**Records provided:**
+++

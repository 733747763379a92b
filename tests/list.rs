mod common;

use common::{count, reset, take_history, Event, Tracked};
use rcontainers::{distance, List};

fn contents<T: Copy>(list: &List<T>) -> Vec<T> {
    list.iter().copied().collect()
}

#[test]
fn test_new_is_empty() {
    let list: List<i32> = List::new();
    assert!(list.is_empty());
    assert_eq!(list.len(), 0);
    assert_eq!(list.begin(), list.end());
    assert_eq!(list.front(), None);
    assert_eq!(list.back(), None);
}

#[test]
fn test_push_and_pop_both_ends() {
    let mut list = List::new();
    list.push_back(2);
    list.push_back(3);
    list.push_front(1);
    list.push_front(0);
    assert_eq!(contents(&list), [0, 1, 2, 3]);
    assert_eq!(list.front(), Some(&0));
    assert_eq!(list.back(), Some(&3));

    assert_eq!(list.pop_front(), Some(0));
    assert_eq!(list.pop_back(), Some(3));
    assert_eq!(contents(&list), [1, 2]);
    assert_eq!(list.pop_back(), Some(2));
    assert_eq!(list.pop_back(), Some(1));
    assert_eq!(list.pop_back(), None);
    assert_eq!(list.pop_front(), None);
    assert!(list.is_empty());
}

#[test]
fn test_front_back_mut() {
    let mut list: List<i32> = [1, 2, 3].into();
    *list.front_mut().unwrap() = 10;
    *list.back_mut().unwrap() = 30;
    assert_eq!(contents(&list), [10, 2, 30]);
}

#[test]
fn test_insert_before_position() {
    let mut list: List<i32> = [1, 4].into();
    unsafe {
        let mut pos = list.begin();
        pos.inc();
        let it = list.insert(pos, 3);
        assert_eq!(*it.get(), 3);
        let it = list.insert(it, 2);
        assert_eq!(*it.get(), 2);
        list.insert(list.end(), 5);
        list.insert(list.begin(), 0);
    }
    assert_eq!(contents(&list), [0, 1, 2, 3, 4, 5]);
    assert_eq!(list.len(), 6);
}

#[test]
fn test_insert_n_and_range() {
    let mut list: List<i32> = [1, 5].into();
    unsafe {
        let mut pos = list.begin();
        pos.inc();

        let it = list.insert_n(pos, 0, 9);
        assert_eq!(it, pos);

        let it = list.insert_range(pos, [2, 3]);
        assert_eq!(*it.get(), 2);

        let it = list.insert_n(pos, 2, 4);
        assert_eq!(*it.get(), 4);

        let it = list.insert_range(pos, std::iter::empty());
        assert_eq!(it, pos);
    }
    assert_eq!(contents(&list), [1, 2, 3, 4, 4, 5]);
}

#[test]
fn test_erase() {
    let mut list: List<i32> = (0..5).collect();
    unsafe {
        let mut pos = list.begin();
        pos.inc();
        let next = list.erase(pos);
        assert_eq!(*next.get(), 2);

        let mut last = next;
        last.inc();
        last.inc();
        let it = list.erase_range(next, last);
        assert_eq!(it, last);
        assert_eq!(*it.get(), 4);
    }
    assert_eq!(contents(&list), [0, 4]);
    assert_eq!(list.len(), 2);
}

#[test]
#[should_panic(expected = "cannot erase the end position")]
fn test_erase_end_panics() {
    let mut list: List<i32> = [1].into();
    unsafe { list.erase(list.end()) };
}

#[test]
fn test_resize() {
    let mut list: List<i32> = [1, 2, 3].into();
    list.resize(5, 0);
    assert_eq!(contents(&list), [1, 2, 3, 0, 0]);
    list.resize(2, 0);
    assert_eq!(contents(&list), [1, 2]);
}

#[test]
fn test_cursor_movement_wraps_through_end() {
    let list: List<i32> = [1, 2, 3].into();
    unsafe {
        let mut it = list.end();
        it.dec();
        assert_eq!(*it.get(), 3);
        it.inc();
        assert_eq!(it, list.end());
        it.inc();
        assert_eq!(it, list.begin());
        assert_eq!(distance(list.begin(), list.end()), 3);
    }
}

#[test]
fn test_walk_both_directions() {
    let list: List<&str> = ["a", "b", "c"].into();
    assert_eq!(list.walk().copied().collect::<Vec<_>>(), ["a", "b", "c"]);
    assert_eq!(list.walk_rev().copied().collect::<Vec<_>>(), ["c", "b", "a"]);
    assert_eq!(list.walk().rev().count(), 3);
    let mut n = 0;
    for _ in &list {
        n += 1;
    }
    assert_eq!(n, 3);
}

#[test]
fn test_clone_is_deep() {
    let list: List<Tracked> = (0..3).map(Tracked::new).collect();
    reset();
    let copy = list.clone();
    assert_eq!(
        take_history(),
        [Event::Clone(0), Event::Clone(1), Event::Clone(2)]
    );
    assert_eq!(copy, list);
    assert_ne!(copy.begin(), list.begin());
}

#[test]
fn test_drop_and_clear_destroy_every_node_once() {
    let mut list: List<Tracked> = (0..4).map(Tracked::new).collect();
    reset();
    list.clear();
    assert_eq!(
        take_history(),
        (0..4).map(Event::Drop).collect::<Vec<_>>()
    );

    list.push_back(Tracked::new(7));
    list.push_front(Tracked::new(6));
    reset();
    drop(list);
    assert_eq!(count(|e| matches!(e, Event::Drop(_))), 2);
}

#[test]
fn test_into_iter() {
    let list: List<i32> = (1..=4).collect();
    let mut it = list.into_iter();
    assert_eq!(it.len(), 4);
    assert_eq!(it.next(), Some(1));
    assert_eq!(it.next_back(), Some(4));
    assert_eq!(it.collect::<Vec<_>>(), [2, 3]);
}

#[test]
fn test_equality_and_formatting() {
    let a: List<i32> = [1, 2, 3].into();
    let mut b = a.clone();
    assert_eq!(a, b);
    b.push_back(4);
    assert_ne!(a, b);
    assert_eq!(format!("{:?}", a), "[1, 2, 3]");

    let mut c: List<i32> = List::default();
    c.extend([1, 2, 3]);
    assert_eq!(a, c);
}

+++

Every line above needs to be retyped exactly.

repository 733747763379a92b
filename tests/list.rs
mod common;

use common::{count, reset, take_history, Event, Tracked};
use rcontainers::{distance, List};

fn contents<T: Copy>(list: &List<T>) -> Vec<T> {
    list.iter().copied().collect()
}

#[test]
fn test_new_is_empty() {
    let list: List<i32> = List::new();
    assert!(list.is_empty());
    assert_eq!(list.len(), 0);
    assert_eq!(list.begin(), list.end());
    assert_eq!(list.front(), None);
    assert_eq!(list.back(), None);
}

#[test]
fn test_push_and_pop_both_ends() {
    let mut list = List::new();
    list.push_back(2);
    list.push_back(3);
    list.push_front(1);
    list.push_front(0);
    assert_eq!(contents(&list), [0, 1, 2, 3]);
    assert_eq!(list.front(), Some(&0));
    assert_eq!(list.back(), Some(&3));

    assert_eq!(list.pop_front(), Some(0));
    assert_eq!(list.pop_back(), Some(3));
    assert_eq!(contents(&list), [1, 2]);
    assert_eq!(list.pop_back(), Some(2));
    assert_eq!(list.pop_back(), Some(1));
    assert_eq!(list.pop_back(), None);
    assert_eq!(list.pop_front(), None);
    assert!(list.is_empty());
}

#[test]
fn test_front_back_mut() {
    let mut list: List<i32> = [1, 2, 3].into();
    *list.front_mut().unwrap() = 10;
    *list.back_mut().unwrap() = 30;
    assert_eq!(contents(&list), [10, 2, 30]);
}

#[test]
fn test_insert_before_position() {
    let mut list: List<i32> = [1, 4].into();
    unsafe {
        let mut pos = list.begin();
        pos.inc();
        let it = list.insert(pos, 3);
        assert_eq!(*it.get(), 3);
        let it = list.insert(it, 2);
        assert_eq!(*it.get(), 2);
        list.insert(list.end(), 5);
        list.insert(list.begin(), 0);
    }
    assert_eq!(contents(&list), [0, 1, 2, 3, 4, 5]);
    assert_eq!(list.len(), 6);
}

#[test]
fn test_insert_n_and_range() {
    let mut list: List<i32> = [1, 5].into();
    unsafe {
        let mut pos = list.begin();
        pos.inc();

        let it = list.insert_n(pos, 0, 9);
        assert_eq!(it, pos);

        let it = list.insert_range(pos, [2, 3]);
        assert_eq!(*it.get(), 2);

        let it = list.insert_n(pos, 2, 4);
        assert_eq!(*it.get(), 4);

        let it = list.insert_range(pos, std::iter::empty());
        assert_eq!(it, pos);
    }
    assert_eq!(contents(&list), [1, 2, 3, 4, 4, 5]);
}

#[test]
fn test_erase() {
    let mut list: List<i32> = (0..5).collect();
    unsafe {
        let mut pos = list.begin();
        pos.inc();
        let next = list.erase(pos);
        assert_eq!(*next.get(), 2);

        let mut last = next;
        last.inc();
        last.inc();
        let it = list.erase_range(next, last);
        assert_eq!(it, last);
        assert_eq!(*it.get(), 4);
    }
    assert_eq!(contents(&list), [0, 4]);
    assert_eq!(list.len(), 2);
}

#[test]
#[should_panic(expected = "cannot erase the end position")]
fn test_erase_end_panics() {
    let mut list: List<i32> = [1].into();
    unsafe { list.erase(list.end()) };
}

#[test]
fn test_resize() {
    let mut list: List<i32> = [1, 2, 3].into();
    list.resize(5, 0);
    assert_eq!(contents(&list), [1, 2, 3, 0, 0]);
    list.resize(2, 0);
    assert_eq!(contents(&list), [1, 2]);
}

#[test]
fn test_cursor_movement_wraps_through_end() {
    let list: List<i32> = [1, 2, 3].into();
    unsafe {
        let mut it = list.end();
        it.dec();
        assert_eq!(*it.get(), 3);
        it.inc();
        assert_eq!(it, list.end());
        it.inc();
        assert_eq!(it, list.begin());
        assert_eq!(distance(list.begin(), list.end()), 3);
    }
}

#[test]
fn test_walk_both_directions() {
    let list: List<&str> = ["a", "b", "c"].into();
    assert_eq!(list.walk().copied().collect::<Vec<_>>(), ["a", "b", "c"]);
    assert_eq!(list.walk_rev().copied().collect::<Vec<_>>(), ["c", "b", "a"]);
    assert_eq!(list.walk().rev().count(), 3);
    let mut n = 0;
    for _ in &list {
        n += 1;
    }
    assert_eq!(n, 3);
}

#[test]
fn test_clone_is_deep() {
    let list: List<Tracked> = (0..3).map(Tracked::new).collect();
    reset();
    let copy = list.clone();
    assert_eq!(
        take_history(),
        [Event::Clone(0), Event::Clone(1), Event::Clone(2)]
    );
    assert_eq!(copy, list);
    assert_ne!(copy.begin(), list.begin());
}

#[test]
fn test_drop_and_clear_destroy_every_node_once() {
    let mut list: List<Tracked> = (0..4).map(Tracked::new).collect();
    reset();
    list.clear();
    assert_eq!(
        take_history(),
        (0..4).map(Event::Drop).collect::<Vec<_>>()
    );

    list.push_back(Tracked::new(7));
    list.push_front(Tracked::new(6));
    reset();
    drop(list);
    assert_eq!(count(|e| matches!(e, Event::Drop(_))), 2);
}

#[test]
fn test_into_iter() {
    let list: List<i32> = (1..=4).collect();
    let mut it = list.into_iter();
    assert_eq!(it.len(), 4);
    assert_eq!(it.next(), Some(1));
    assert_eq!(it.next_back(), Some(4));
    assert_eq!(it.collect::<Vec<_>>(), [2, 3]);
}

#[test]
fn test_equality_and_formatting() {
    let a: List<i32> = [1, 2, 3].into();
    let mut b = a.clone();
    assert_eq!(a, b);
    b.push_back(4);
    assert_ne!(a, b);
    assert_eq!(format!("{:?}", a), "[1, 2, 3]");

    let mut c: List<i32> = List::default();
    c.extend([1, 2, 3]);
    assert_eq!(a, c);
}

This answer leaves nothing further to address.